Astrophotography | Astrophotography Photography by Craig Fouché Photography
A strophotography is fairly popular among photographers and amateur astronomers. Images of the night sky can be obtained with the most basic film and digital cameras. For simple star trails, no equipment may be necessary other than common tripods. There is a wide range of commercial equipment geared toward basic and advanced astrophotography. Amateur astronomers and amateur telescope makers also use homemade equipment and modified devices. To achieve the best images, it does however require one to purchase the fastest, wide lens you can afford. This allows for maximum light to enter the lens, f1.4 – f2.8 lenses are the lenses of choice here; they are however expensive.
Depending on the results one is looking for, it is best to capture stunning Milky Way images under low or no light pollution. This often requires one to travel uninhabited regions, like the Karoo or Cederberg in South-Africa, with charming images of windmills and rock formations combined with the Milky Way.
What is the Milky Way
The Milky Way is a barred spiral galaxy some 100 000–120 000 light-years in diameter, which contains 100–400 billion stars! It may contain at least as many planets as well. The Solar System is located within the disc, about 27 000 light-years away from the Galactic Center, on the inner edge of one of the spiral-shaped concentrations of gas and dust called the Orion Arm. The stars in the inner ≈ (mathematical symbol for is approximately equal to) 10 000 light-years form a bulge and one or more bars that radiate from the bulge. The very center is marked by an intense radio source, named Sagittarius A*, which is likely to be a supermassive black hole. When observing the night sky, the term “Milky Way” is limited to the hazy band of white light some 30° wide, arcing across the sky. To capture the full arc, one needs to capture a panoramic view of several images, and stitch them together.
The Milky Way has a relatively low surface brightness. Its visibility can be greatly reduced by background light such as light pollution or stray light from the Moon. It is readily visible when the limiting magnitude is +5.1 or better and shows a great deal of detail at +6.1. This makes the Milky Way difficult to see from any brightly lit urban or suburban location, but very prominent when viewed from a rural area when the Moon is below the horizon, or on a New Moon.

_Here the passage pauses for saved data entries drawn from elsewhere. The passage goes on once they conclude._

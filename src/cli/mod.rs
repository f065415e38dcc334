mod gallery;
mod recognize;
pub mod server;

pub use gallery::*;
pub use recognize::*;
pub use server::*;

pub trait SubCommandExtend {
    fn run(&self) -> impl std::future::Future<Output = anyhow::Result<()>> + Send;
}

As viewed from Earth, the visible region of the Milky Way’s Galactic plane occupies an area of the sky that includes 30 constellations. The center of the Milky Way lies in the direction of the constellation Sagittarius; it is here that the Milky Way is brightest. From Sagittarius, the hazy band of white light appears to pass westward to the Galactic anticenter in Auriga. The band then continues westward the rest of the way around the sky, back to Sagittarius. The band divides the night sky into two roughly equal hemispheres.
It is this marvel of Creation, that we as astrophotographers try to capture in as many artistic ways as possible. Our biggest threat to this form of photography is urban expansion with increased light pollution.